The results of the check experiments were the following. After a 2-day interval the level of sexual drive in all 5 rabbits slightly decreased. Narcotization of test animals also did not lead to an increase of the number of mounts. Thus, the above listed results cannot be explained by the influence of these side factors. Ablation of the seminal vesicles in 5 rabbits resulted in an insignificant decrease of sexual drive in case of two of them (1.9 and 1.2 times), and the other three demonstrated a slight increase (4; 1.5 and 1.2 times).
The conducted research showed that irritation of baroreceptors located in the seminal vesicles leads to an increase of sexual drive in male rabbits, which is expressed in the increase of the number of mounts. Ordinarily such an impact on baroreceptors is made by secretion that is produced and accumulated by the seminal vesicles and which afterwards gets excreted during the ejaculation.
At first glance, this conclusion contradicts the results of the experiments on ablation of the seminal vesicles, since the significant decrease of sexual drive that was expected did not occur. Similar results were obtained earlier in the experiments on rats [75,93], which led us to conclude that the regularity observed in frogs is inapplicable to mammals. However, this seeming contradiction disappears if we remember that seminal vesicles represent only one of the several mechanisms of regulation of sexual attraction. These mechanisms can be divided into those, which: a) create a background sexual drive and b) perform its operational regulation.
Among the first ones are the impact of sex hormones discussed above, an activating influence of seminal vesicles that get filled with secretion, a possible inhibitory action of the prostate secret that gets into the bloodstream when there have been no ejaculations for a long time [35], as well as a stimulating or suppressing influence from the side of the parasympathetic and sympathetic nervous systems.
Among other mechanisms of operational regulation of sexual drive are congenital or acquired reflexes.
This, of course, is not a complete list of factors that determine sexual behavior of a mature human being. Ethic and moral factors as well as many others play a huge role in this case. (It should be noted that all these factors are profoundly correlated).

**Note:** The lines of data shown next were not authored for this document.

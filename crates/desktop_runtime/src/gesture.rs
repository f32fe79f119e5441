//! Pointer gesture classification for desktop icons and windows.
//!
//! The DOM adapter reports every interactive ancestor of a pointer-down target as a
//! [`HitRegion`]; [`classify_pointer_down`] picks the one the shell acts on. Icon clicks are
//! paired into double-clicks by [`ClickTracker`], driven by a timer token rather than wall-clock
//! reads so the reducer stays deterministic.

use crate::model::{DesktopItemId, WindowId};

#[derive(Debug, Clone, Copy, PartialEq, Eq)]
pub enum WindowControl {
    Close,
    Minimize,
    Maximize,
}

/// One interactive element found between the event target and the document root.
#[derive(Debug, Clone, PartialEq, Eq)]
pub enum HitRegion {
    DesktopIcon(DesktopItemId),
    WindowControl(WindowId, WindowControl),
    TitleBar(WindowId),
    WindowBody(WindowId),
    Background,
}

impl HitRegion {
    fn priority(&self) -> u8 {
        match self {
            Self::DesktopIcon(_) => 0,
            Self::WindowControl(..) => 1,
            Self::TitleBar(_) => 2,
            Self::WindowBody(_) => 3,
            Self::Background => 4,
        }
    }
}

/// What a pointer-down means once its hit regions are resolved.
#[derive(Debug, Clone, PartialEq, Eq)]
pub enum PointerDownGesture {
    /// Starts an icon drag and counts toward a double-click.
    IconPress(DesktopItemId),
    /// Focuses the window, then runs the control.
    WindowControl(WindowId, WindowControl),
    /// Focuses the window and starts a window drag when it is in the normal state.
    TitleBarPress(WindowId),
    /// Focuses the window.
    WindowBodyPress(WindowId),
    BackgroundPress,
}

/// Resolves a pointer-down. Priority: desktop icon, window control, title bar, window body,
/// background. Among regions of equal priority the one nearest the target wins.
pub fn classify_pointer_down(hits: &[HitRegion]) -> PointerDownGesture {
    let winner = hits
        .iter()
        .enumerate()
        .min_by_key(|(depth, hit)| (hit.priority(), *depth))
        .map(|(_, hit)| hit);

    match winner {
        Some(HitRegion::DesktopIcon(item_id)) => PointerDownGesture::IconPress(item_id.clone()),
        Some(HitRegion::WindowControl(window_id, control)) => {
            PointerDownGesture::WindowControl(*window_id, *control)
        }
        Some(HitRegion::TitleBar(window_id)) => PointerDownGesture::TitleBarPress(*window_id),
        Some(HitRegion::WindowBody(window_id)) => PointerDownGesture::WindowBodyPress(*window_id),
        Some(HitRegion::Background) | None => PointerDownGesture::BackgroundPress,
    }
}

#[derive(Debug, Clone, PartialEq, Eq)]
pub struct PendingClick {
    pub item_id: DesktopItemId,
    pub token: u64,
}

#[derive(Debug, Clone, PartialEq, Eq)]
pub enum ClickOutcome {
    /// First click recorded; the caller must schedule a timeout carrying `token`.
    Pending { token: u64 },
    /// Second click on the same item before the timeout fired.
    DoubleClick(DesktopItemId),
}

/// Pairs icon clicks into double-clicks. A lone click is discarded when its timeout fires.
#[derive(Debug, Clone, PartialEq, Eq, Default)]
pub struct ClickTracker {
    pending: Option<PendingClick>,
    next_token: u64,
}

impl ClickTracker {
    pub fn pending(&self) -> Option<&PendingClick> {
        self.pending.as_ref()
    }

    pub fn register_click(&mut self, item_id: &DesktopItemId) -> ClickOutcome {
        if let Some(pending) = self.pending.take() {
            if &pending.item_id == item_id {
                return ClickOutcome::DoubleClick(pending.item_id);
            }
        }

        self.next_token = self.next_token.wrapping_add(1);
        let token = self.next_token;
        self.pending = Some(PendingClick {
            item_id: item_id.clone(),
            token,
        });
        ClickOutcome::Pending { token }
    }

    /// Handles a fired timer. Returns `true` when it discarded the pending click; stale tokens
    /// from superseded clicks are ignored.
    pub fn expire(&mut self, token: u64) -> bool {
        match &self.pending {
            Some(pending) if pending.token == token => {
                self.pending = None;
                true
            }
            _ => false,
        }
    }
}

#[cfg(test)]
mod tests {
    use pretty_assertions::assert_eq;

    use super::*;

    fn icon(id: &str) -> DesktopItemId {
        DesktopItemId::new(id)
    }

    #[test]
    fn icon_beats_every_window_region() {
        let hits = vec![
            HitRegion::WindowBody(WindowId(1)),
            HitRegion::DesktopIcon(icon("trash")),
            HitRegion::Background,
        ];
        assert_eq!(
            classify_pointer_down(&hits),
            PointerDownGesture::IconPress(icon("trash"))
        );
    }

    #[test]
    fn control_beats_title_bar_and_title_bar_beats_body() {
        let hits = vec![
            HitRegion::WindowControl(WindowId(3), WindowControl::Close),
            HitRegion::TitleBar(WindowId(3)),
            HitRegion::WindowBody(WindowId(3)),
            HitRegion::Background,
        ];
        assert_eq!(
            classify_pointer_down(&hits),
            PointerDownGesture::WindowControl(WindowId(3), WindowControl::Close)
        );
        assert_eq!(
            classify_pointer_down(&hits[1..]),
            PointerDownGesture::TitleBarPress(WindowId(3))
        );
        assert_eq!(
            classify_pointer_down(&hits[2..]),
            PointerDownGesture::WindowBodyPress(WindowId(3))
        );
    }

    #[test]
    fn empty_chain_is_background() {
        assert_eq!(classify_pointer_down(&[]), PointerDownGesture::BackgroundPress);
    }

    #[test]
    fn nearest_region_wins_among_equal_priority() {
        let hits = vec![
            HitRegion::WindowBody(WindowId(7)),
            HitRegion::WindowBody(WindowId(2)),
        ];
        assert_eq!(
            classify_pointer_down(&hits),
            PointerDownGesture::WindowBodyPress(WindowId(7))
        );
    }

    #[test]
    fn second_click_on_same_icon_is_a_double_click() {
        let mut clicks = ClickTracker::default();
        assert!(matches!(
            clicks.register_click(&icon("a")),
            ClickOutcome::Pending { .. }
        ));
        assert_eq!(
            clicks.register_click(&icon("a")),
            ClickOutcome::DoubleClick(icon("a"))
        );
        assert_eq!(clicks.pending(), None);
    }

    #[test]
    fn timeout_discards_single_click() {
        let mut clicks = ClickTracker::default();
        let ClickOutcome::Pending { token } = clicks.register_click(&icon("a")) else {
            panic!("expected pending click");
        };
        assert!(clicks.expire(token));
        assert!(matches!(
            clicks.register_click(&icon("a")),
            ClickOutcome::Pending { .. }
        ));
    }

    #[test]
    fn click_on_other_icon_restarts_pairing_and_old_timer_is_stale() {
        let mut clicks = ClickTracker::default();
        let ClickOutcome::Pending { token: first } = clicks.register_click(&icon("a")) else {
            panic!("expected pending click");
        };
        let ClickOutcome::Pending { token: second } = clicks.register_click(&icon("b")) else {
            panic!("expected pending click");
        };

        assert!(!clicks.expire(first));
        assert_eq!(clicks.pending().map(|p| p.token), Some(second));
    }
}
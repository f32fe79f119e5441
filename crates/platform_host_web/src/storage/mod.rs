//! `localStorage`-backed storage adapters.

pub mod desktop_items;
pub mod local_prefs;
//! DOM-facing render hooks the reducer cannot express as state.

#[cfg(target_arch = "wasm32")]
use wasm_bindgen::JsCast;

use crate::model::{WindowRecord, WindowState};

/// DOM id of the assistant panel's scrolling conversation container.
pub const CONVERSATION_LOG_DOM_ID: &str = "assistant-conversation";
/// Body class that disables text selection while a drag is active.
pub const NO_SELECT_CLASS: &str = "no-select";

/// Imperative rendering hooks executed by the host after reducer effects.
pub trait RenderTarget {
    /// Scrolls the conversation container so the newest entry is visible.
    fn scroll_conversation_to_latest(&self);
    /// Adds or removes document-wide text-selection suppression.
    fn set_selection_suppressed(&self, suppressed: bool);
}

#[derive(Debug, Clone, Copy, Default)]
pub struct NoopRenderTarget;

impl RenderTarget for NoopRenderTarget {
    fn scroll_conversation_to_latest(&self) {}

    fn set_selection_suppressed(&self, _suppressed: bool) {}
}

/// [`RenderTarget`] backed by the live document. Does nothing off wasm.
#[derive(Debug, Clone, Copy, Default)]
pub struct DomRenderTarget;

impl RenderTarget for DomRenderTarget {
    fn scroll_conversation_to_latest(&self) {
        #[cfg(target_arch = "wasm32")]
        {
            let Some(document) = web_sys::window().and_then(|window| window.document()) else {
                return;
            };
            let Some(element) = document.get_element_by_id(CONVERSATION_LOG_DOM_ID) else {
                return;
            };
            let Ok(element) = element.dyn_into::<web_sys::HtmlElement>() else {
                return;
            };
            element.set_scroll_top(element.scroll_height());
        }
    }

    fn set_selection_suppressed(&self, suppressed: bool) {
        #[cfg(target_arch = "wasm32")]
        {
            let Some(body) = web_sys::window()
                .and_then(|window| window.document())
                .and_then(|document| document.body())
            else {
                return;
            };
            let classes = body.class_list();
            let _ = if suppressed {
                classes.add_1(NO_SELECT_CLASS)
            } else {
                classes.remove_1(NO_SELECT_CLASS)
            };
        }
        #[cfg(not(target_arch = "wasm32"))]
        let _ = suppressed;
    }
}

/// CSS classes for a window frame, derived from its state variant and focus.
pub fn window_css_classes(window: &WindowRecord) -> String {
    let mut classes = String::from("desktop-window");
    match window.state {
        WindowState::Normal => {}
        WindowState::Maximized => classes.push_str(" maximized"),
        WindowState::Minimized => classes.push_str(" minimized"),
    }
    if window.is_focused {
        classes.push_str(" active-window");
    }
    classes
}

#[cfg(test)]
mod tests {
    use pretty_assertions::assert_eq;

    use super::*;
    use crate::model::{AppId, WindowContent, WindowId, WindowRect};

    fn window(state: WindowState, is_focused: bool) -> WindowRecord {
        WindowRecord {
            id: WindowId(1),
            content: WindowContent::App(AppId::new("notes-app")),
            title: "Notes".to_string(),
            rect: WindowRect::default(),
            restore_rect: None,
            z_index: 1,
            state,
            is_focused,
        }
    }

    #[test]
    fn classes_follow_state_variant() {
        assert_eq!(
            window_css_classes(&window(WindowState::Normal, true)),
            "desktop-window active-window"
        );
        assert_eq!(
            window_css_classes(&window(WindowState::Maximized, false)),
            "desktop-window maximized"
        );
        assert_eq!(
            window_css_classes(&window(WindowState::Minimized, false)),
            "desktop-window minimized"
        );
    }
}
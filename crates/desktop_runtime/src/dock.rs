//! Dock pin state and the pointer-driven magnification curve.

use crate::{apps::AppEntry, model::AppId};

/// Extra scale applied to an item directly under the pointer.
pub const DOCK_MAX_SCALE_BOOST: f64 = 0.8;

/// Scale for one dock item given its horizontal distance from the pointer.
///
/// Items closer than `max_distance` grow linearly up to `1 + DOCK_MAX_SCALE_BOOST`; everything
/// else stays at 1.
pub fn magnify_scale(distance: f64, max_distance: f64) -> f64 {
    let distance = distance.abs();
    if max_distance <= 0.0 || distance >= max_distance {
        return 1.0;
    }
    1.0 + (1.0 - distance / max_distance) * DOCK_MAX_SCALE_BOOST
}

/// Rendered dock geometry sampled by the DOM adapter.
#[derive(Debug, Clone, PartialEq, Default)]
pub struct DockGeometry {
    pub width: f64,
    /// Horizontal center of each dock item, in the same coordinate space as the pointer.
    pub item_centers: Vec<f64>,
}

impl DockGeometry {
    pub fn max_distance(&self) -> f64 {
        self.width / 3.0
    }
}

/// Per-item scales for a pointer at `pointer_x`. Runs on every pointer-move over the dock.
pub fn dock_item_scales(pointer_x: f64, geometry: &DockGeometry) -> Vec<f64> {
    let max_distance = geometry.max_distance();
    geometry
        .item_centers
        .iter()
        .map(|center| magnify_scale(pointer_x - center, max_distance))
        .collect()
}

/// Scales after the pointer leaves the dock.
pub fn resting_scales(item_count: usize) -> Vec<f64> {
    vec![1.0; item_count]
}

/// Dock controls offered to the command router. Each call returns a confirmation message for
/// the conversation log.
pub trait DockControls {
    fn add_app_to_dock(&mut self, app: &AppEntry) -> String;
    fn remove_app_from_dock(&mut self, app: &AppEntry) -> String;
}

#[derive(Debug, Clone, PartialEq, Eq, Default)]
pub struct DockState {
    pinned: Vec<AppId>,
}

impl DockState {
    pub fn new(pinned: Vec<AppId>) -> Self {
        let mut dock = Self::default();
        for app_id in pinned {
            if !dock.is_pinned(&app_id) {
                dock.pinned.push(app_id);
            }
        }
        dock
    }

    pub fn pinned(&self) -> &[AppId] {
        &self.pinned
    }

    pub fn is_pinned(&self, app_id: &AppId) -> bool {
        self.pinned.contains(app_id)
    }
}

impl DockControls for DockState {
    fn add_app_to_dock(&mut self, app: &AppEntry) -> String {
        if self.is_pinned(&app.id) {
            return format!("**{}** is already in your dock.", app.name);
        }
        self.pinned.push(app.id.clone());
        format!("Added **{}** to your dock.", app.name)
    }

    fn remove_app_from_dock(&mut self, app: &AppEntry) -> String {
        let before = self.pinned.len();
        self.pinned.retain(|id| id != &app.id);
        if self.pinned.len() == before {
            format!("**{}** isn't in your dock.", app.name)
        } else {
            format!("Removed **{}** from your dock.", app.name)
        }
    }
}
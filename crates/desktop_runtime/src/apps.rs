//! Read-only app catalog and session seed generated from `app_catalog.toml` at build time.

use serde::{Deserialize, Serialize};

use crate::{
    desktop_items::{DesktopItem, DesktopItemKind, DesktopItemLayout},
    model::{AppId, DesktopItemId, DesktopState, ItemPosition},
};

include!(concat!(env!("OUT_DIR"), "/app_catalog_generated.rs"));

#[derive(Debug, Clone, PartialEq, Eq, Serialize, Deserialize)]
pub struct AppEntry {
    pub id: AppId,
    pub name: String,
    pub url: String,
}

impl AppEntry {
    pub fn new(id: &str, name: &str, url: &str) -> Self {
        Self {
            id: AppId::new(id),
            name: name.to_string(),
            url: url.to_string(),
        }
    }
}

/// Ordered application list. Order matters: lookups return the first match.
#[derive(Debug, Clone, PartialEq, Eq, Default)]
pub struct AppCatalog {
    apps: Vec<AppEntry>,
}

impl AppCatalog {
    pub fn new(apps: Vec<AppEntry>) -> Self {
        Self { apps }
    }

    pub fn get(&self, app_id: &AppId) -> Option<&AppEntry> {
        self.apps.iter().find(|app| &app.id == app_id)
    }

    /// Returns the first app whose name occurs, case-insensitively, inside `lowered_text`.
    ///
    /// `lowered_text` must already be lower-cased.
    pub fn first_named_in(&self, lowered_text: &str) -> Option<&AppEntry> {
        self.apps
            .iter()
            .find(|app| lowered_text.contains(&app.name.to_lowercase()))
    }

    /// Command-center search: apps whose name contains `query`, ignoring case. An empty query
    /// lists every app.
    pub fn search(&self, query: &str) -> Vec<&AppEntry> {
        let needle = query.trim().to_lowercase();
        self.apps
            .iter()
            .filter(|app| needle.is_empty() || app.name.to_lowercase().contains(&needle))
            .collect()
    }
}

#[derive(Debug, Deserialize)]
struct DesktopItemSeed {
    id: DesktopItemId,
    label: String,
    #[serde(default)]
    app: Option<AppId>,
    x: i32,
    y: i32,
}

#[derive(Debug, Deserialize)]
struct CatalogDocument {
    apps: Vec<AppEntry>,
    #[serde(default)]
    dock: Vec<AppId>,
    #[serde(default)]
    desktop: Vec<DesktopItemSeed>,
}

/// Parses a catalog document into the initial desktop state.
///
/// # Errors
///
/// Returns an error when `json` does not match the catalog document shape.
pub fn desktop_state_from_catalog_json(json: &str) -> Result<DesktopState, serde_json::Error> {
    let doc: CatalogDocument = serde_json::from_str(json)?;
    let items = doc
        .desktop
        .into_iter()
        .map(|seed| DesktopItem {
            id: seed.id,
            label: seed.label,
            kind: match seed.app {
                Some(app_id) => DesktopItemKind::AppShortcut(app_id),
                None => DesktopItemKind::Folder,
            },
            position: ItemPosition {
                x: seed.x,
                y: seed.y,
            },
        })
        .collect();
    Ok(DesktopState::with_catalog(
        AppCatalog::new(doc.apps),
        DesktopItemLayout::new(items),
        doc.dock,
    ))
}

/// Builds the initial desktop state from the compiled-in catalog.
///
/// # Errors
///
/// Returns an error when the generated catalog JSON cannot be parsed.
pub fn builtin_desktop_state() -> Result<DesktopState, serde_json::Error> {
    desktop_state_from_catalog_json(APP_CATALOG_JSON)
}

#[cfg(test)]
mod tests {
    use pretty_assertions::assert_eq;

    use super::*;

    fn catalog() -> AppCatalog {
        AppCatalog::new(vec![
            AppEntry::new("notes-app", "Notes", "https://notes.example"),
            AppEntry::new("mail-app", "Mail", "https://mail.example"),
        ])
    }

    #[test]
    fn builtin_catalog_parses_and_seeds_the_desktop() {
        let state = builtin_desktop_state().expect("generated catalog parses");
        assert!(!state.catalog.search("").is_empty());
        for pinned in state.dock.pinned() {
            assert!(state.catalog.get(pinned).is_some(), "unknown pin {pinned}");
        }
        assert!(!state.desktop_items.items().is_empty());
    }

    #[test]
    fn first_named_in_respects_catalog_order() {
        let catalog = catalog();
        let hit = catalog.first_named_in("open mail and notes").expect("match");
        assert_eq!(hit.id, AppId::new("notes-app"));
    }

    #[test]
    fn search_is_case_insensitive_and_empty_lists_all() {
        let catalog = catalog();
        let names: Vec<_> = catalog.search("MA").iter().map(|a| a.name.clone()).collect();
        assert_eq!(names, vec!["Mail".to_string()]);
        assert_eq!(catalog.search("  ").len(), 2);
    }

    #[test]
    fn seed_without_app_becomes_folder() {
        let state = desktop_state_from_catalog_json(
            r#"{"apps":[],"desktop":[{"id":"docs","label":"Docs","x":5,"y":6}]}"#,
        )
        .expect("parse");
        let item = state
            .desktop_items
            .item(&DesktopItemId::new("docs"))
            .expect("item");
        assert_eq!(item.kind, DesktopItemKind::Folder);
        assert_eq!(item.position, ItemPosition { x: 5, y: 6 });
    }
}
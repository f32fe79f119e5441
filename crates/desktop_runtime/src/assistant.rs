//! Client for the generative-language assistant service.
//!
//! Every request ends in exactly one `Result<String, AssistantError>`; the reducer turns either
//! side into a single assistant chat entry.

use std::{future::Future, rc::Rc};

use futures::future::{AbortHandle, Abortable};
use platform_host::AssistantTransport;
use serde::Deserialize;
use serde_json::{json, Value};
use thiserror::Error;

use crate::config::AssistantConfig;

#[derive(Debug, Clone, Copy, PartialEq, Eq)]
pub enum AssistantErrorKind {
    Configuration,
    Transport,
    Protocol,
    Cancelled,
}

#[derive(Debug, Clone, PartialEq, Eq, Error)]
pub enum AssistantError {
    #[error("assistant API key is not configured")]
    MissingCredential,
    #[error("assistant request failed: {0}")]
    Network(String),
    #[error("assistant request failed with status {status}")]
    Http {
        status: u16,
        /// `error.message` from the service body, when present.
        message: Option<String>,
    },
    #[error("assistant response could not be parsed: {0}")]
    Protocol(String),
    #[error("assistant request was cancelled")]
    Cancelled,
}

impl AssistantError {
    pub fn kind(&self) -> AssistantErrorKind {
        match self {
            Self::MissingCredential => AssistantErrorKind::Configuration,
            Self::Network(_) | Self::Http { .. } => AssistantErrorKind::Transport,
            Self::Protocol(_) => AssistantErrorKind::Protocol,
            Self::Cancelled => AssistantErrorKind::Cancelled,
        }
    }

    /// Text shown in the conversation log.
    pub fn user_message(&self) -> String {
        match self {
            Self::MissingCredential => {
                "The assistant is not configured yet. Add an API key to get replies.".to_string()
            }
            Self::Network(detail) => format!("I couldn't reach the assistant service: {detail}"),
            Self::Http {
                message: Some(message),
                ..
            } => format!("The assistant service returned an error: {message}"),
            Self::Http {
                status,
                message: None,
            } => format!("The assistant request failed with status {status}."),
            Self::Protocol(_) => "I couldn't understand the assistant's response.".to_string(),
            Self::Cancelled => "The assistant request was cancelled.".to_string(),
        }
    }
}

/// `generateContent` request body for a single-turn prompt.
pub fn build_request_body(prompt: &str) -> Value {
    json!({
        "contents": [{
            "parts": [{ "text": prompt }]
        }]
    })
}

#[derive(Debug, Deserialize)]
struct GenerateContentResponse {
    #[serde(default)]
    candidates: Vec<Candidate>,
}

#[derive(Debug, Deserialize)]
struct Candidate {
    #[serde(default)]
    content: Option<Content>,
}

#[derive(Debug, Deserialize)]
struct Content {
    #[serde(default)]
    parts: Vec<Part>,
}

#[derive(Debug, Deserialize)]
struct Part {
    #[serde(default)]
    text: Option<String>,
}

#[derive(Debug, Deserialize)]
struct ServiceErrorBody {
    error: ServiceError,
}

#[derive(Debug, Deserialize)]
struct ServiceError {
    message: String,
}

/// Concatenates the text parts of the first candidate.
///
/// # Errors
///
/// Returns [`AssistantError::Protocol`] for malformed JSON or a reply without text.
pub fn parse_reply(body: &str) -> Result<String, AssistantError> {
    let response: GenerateContentResponse =
        serde_json::from_str(body).map_err(|e| AssistantError::Protocol(e.to_string()))?;
    let text: String = response
        .candidates
        .into_iter()
        .next()
        .and_then(|candidate| candidate.content)
        .map(|content| {
            content
                .parts
                .into_iter()
                .filter_map(|part| part.text)
                .collect()
        })
        .unwrap_or_default();

    if text.is_empty() {
        return Err(AssistantError::Protocol(
            "response contained no candidate text".to_string(),
        ));
    }
    Ok(text)
}

fn service_error_message(body: &str) -> Option<String> {
    serde_json::from_str::<ServiceErrorBody>(body)
        .ok()
        .map(|body| body.error.message)
        .filter(|message| !message.trim().is_empty())
}

#[derive(Clone)]
pub struct AssistantClient {
    config: AssistantConfig,
    transport: Rc<dyn AssistantTransport>,
}

impl AssistantClient {
    pub fn new(config: AssistantConfig, transport: Rc<dyn AssistantTransport>) -> Self {
        Self { config, transport }
    }

    pub fn config(&self) -> &AssistantConfig {
        &self.config
    }

    /// Sends `prompt` and returns the reply text.
    ///
    /// A missing credential fails before the transport is touched.
    ///
    /// # Errors
    ///
    /// Returns the [`AssistantError`] describing why no reply text is available.
    pub async fn ask(&self, prompt: &str) -> Result<String, AssistantError> {
        let api_key = self
            .config
            .credential()
            .ok_or(AssistantError::MissingCredential)?;
        let url = self.config.generate_content_url(api_key);
        let body = build_request_body(prompt);

        let response = self
            .transport
            .post_json(&url, &body)
            .await
            .map_err(AssistantError::Network)?;
        if !response.is_success() {
            return Err(AssistantError::Http {
                status: response.status,
                message: service_error_message(&response.body),
            });
        }
        parse_reply(&response.body)
    }

    /// Like [`Self::ask`] but owned, returning a handle that resolves the request to
    /// [`AssistantError::Cancelled`] when aborted.
    pub fn ask_cancellable(
        &self,
        prompt: String,
    ) -> (
        impl Future<Output = Result<String, AssistantError>> + 'static,
        AbortHandle,
    ) {
        let (handle, registration) = AbortHandle::new_pair();
        let client = self.clone();
        let task = async move {
            Abortable::new(client.ask(&prompt), registration)
                .await
                .unwrap_or(Err(AssistantError::Cancelled))
        };
        (task, handle)
    }
}

/// Delivers the outcome of one assistant request exactly once.
///
/// If the guard is dropped before [`PendingReply::complete`] runs (the task was torn down),
/// it delivers [`AssistantError::Cancelled`] so the typing indicator never sticks.
pub struct PendingReply<F>
where
    F: FnOnce(Result<String, AssistantError>),
{
    deliver: Option<F>,
}

impl<F> PendingReply<F>
where
    F: FnOnce(Result<String, AssistantError>),
{
    pub fn new(deliver: F) -> Self {
        Self {
            deliver: Some(deliver),
        }
    }

    pub fn complete(mut self, result: Result<String, AssistantError>) {
        if let Some(deliver) = self.deliver.take() {
            deliver(result);
        }
    }
}

impl<F> Drop for PendingReply<F>
where
    F: FnOnce(Result<String, AssistantError>),
{
    fn drop(&mut self) {
        if let Some(deliver) = self.deliver.take() {
            deliver(Err(AssistantError::Cancelled));
        }
    }
}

The multifactor nature of sexual behavior regulation ensures a high flexibility of regulation of the entire reproductive system, including its ability to continue functioning even when some parts of the regulation mechanisms fail. Continuation of sexual activity for a long time after castration in some cases serves as the best illustration of the above said.
This also allows a therapist to take various “bypass routes” while treating sexual disorders. The most benefits can be derived from this approach if one uses the knowledge and practical methods, which will be discussed in the “Bioenergetic Aspects of Sex” chapter.
In the next chapters we will touch on several other aspects of regulation of the reproductive system.